Duncan said he loves bucking hay

CLeaning up Dunkan

CLeaning up Duncan

  As Nancy and I moved ahead on our vision to develop a sustainable farmstead an amazing thing began to occur that we weren’t expecting. It seemed to us like the Lord was bringing a unique new group of people into our lives that shared a like heartedness for this type of lifestyle. One example of this occurred one day when I received an email at my church office from a guy named Duncan.  I had no idea who he was, but his short communication captured me.  It seemed like whoever was writing me had known me for a long time.
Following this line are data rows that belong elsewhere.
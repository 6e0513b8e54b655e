//! Shared RSS/Atom plumbing for the feed-backed adapters.

use std::time::Duration;

use feed_rs::model::Entry;

use super::{FetchError, RawPost};

const USER_AGENT: &str =
    "Mozilla/5.0 (X11; Linux x86_64; rv:124.0) Gecko/20100101 Firefox/124.0";

const REQUEST_TIMEOUT: Duration = Duration::from_secs(30);

/// Fetch a feed URL and convert its entries to raw posts.
///
/// Entries that cannot be converted (no link, no text) are skipped with a
/// warning so one bad entry never fails the platform.
pub async fn fetch_feed(feed_url: &str, max_posts: usize) -> Result<Vec<RawPost>, FetchError> {
    log::info!("fetching feed: {feed_url}");

    let client = reqwest::Client::builder()
        .user_agent(USER_AGENT)
        .timeout(REQUEST_TIMEOUT)
        .build()?;

    let response = client.get(feed_url).send().await?.error_for_status()?;
    let body = response.bytes().await?;

    let feed = feed_rs::parser::parse(body.as_ref())
        .map_err(|err| FetchError::Feed(err.to_string()))?;

    log::info!("found {} entries in {feed_url}", feed.entries.len());

    Ok(entries_to_posts(feed.entries, max_posts))
}

/// Convert feed entries into raw posts, at most `max_posts` of them.
///
/// Invalid entries are dropped before the cap applies, so they never eat
/// into the returned count.
fn entries_to_posts(entries: Vec<Entry>, max_posts: usize) -> Vec<RawPost> {
    entries
        .into_iter()
        .filter_map(|entry| {
            let id = entry.id.clone();
            match entry_to_raw(entry) {
                Some(post) => Some(post),
                None => {
                    log::warn!("skipping feed entry without link or text: {id}");
                    None
                }
            }
        })
        .take(max_posts)
        .collect()
}

/// Convert one feed entry into a raw post.
///
/// Content falls back to the summary when the feed omits full content.
fn entry_to_raw(entry: Entry) -> Option<RawPost> {
    let url = entry.links.first().map(|link| link.href.clone())?;

    let title = entry
        .title
        .map(|title| title.content.trim().to_string())
        .unwrap_or_default();

    let html = entry
        .content
        .and_then(|content| content.body)
        .or_else(|| entry.summary.map(|summary| summary.content))?;

    let content = strip_html(&html);
    if title.is_empty() && content.is_empty() {
        return None;
    }

    Some(RawPost {
        title,
        url,
        published_at: entry.published.or(entry.updated),
        content,
    })
}

/// Strip HTML tags from feed content, collapsing whitespace between text
/// nodes into single spaces.
pub fn strip_html(html: &str) -> String {
    let fragment = scraper::Html::parse_fragment(html);
    let text = fragment
        .root_element()
        .text()
        .collect::<Vec<_>>()
        .join(" ");

    text.split_whitespace().collect::<Vec<_>>().join(" ")
}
He said that he knew of a place where I could find and cut cured firewood some thirty minutes from where I lived.  The letter revealed a number of things; he knew about where I lived, he knew that cured firewood would interest me, and he knew that I liked to get my own firewood.  In the busyness of life I soon forgot the email and dismissed it from my curiosity.  Six months later I received another note saying he knew where I could get some good square granite building rock and that he had a great trailer and winch if I needed help getting it.  His timing in writing me that note was amazing in the fact that I was planning to build a granite retaining wall around my barn and root cellar. (see entry #12)   He left his phone number so I decided to give him a call.  On the other end of the line came a voice that was full of life.  I knew immediately that this was a person I wanted to know.  Duncan was interesting and fun.   He and his wife Irene had been hay farmers for years until they decided to enter public education.  I had been a secondary school teacher for twelve years before entering the ministry and realized that we had a lot in common.   They had been attending the Vineyard, (the church where I pastor) for a couple of years, but because the church is large I had never had a chance to meet them.  In the course of our first phone conversation Duncan said that he missed bucking hay after leaving farming so many years before.  Nancy and I had about six tons of hay in the field right then that needed picking up and so I welcomed his enthusiasm and eagerness to lend a hand.  I remember the morning Duncan arrived for the first time.  I had no idea what to expect, but the minute I saw him I knew he would be a long time friend.  I love people who can make me laugh and Duncan had the gift.  That was a day of productivity and joy.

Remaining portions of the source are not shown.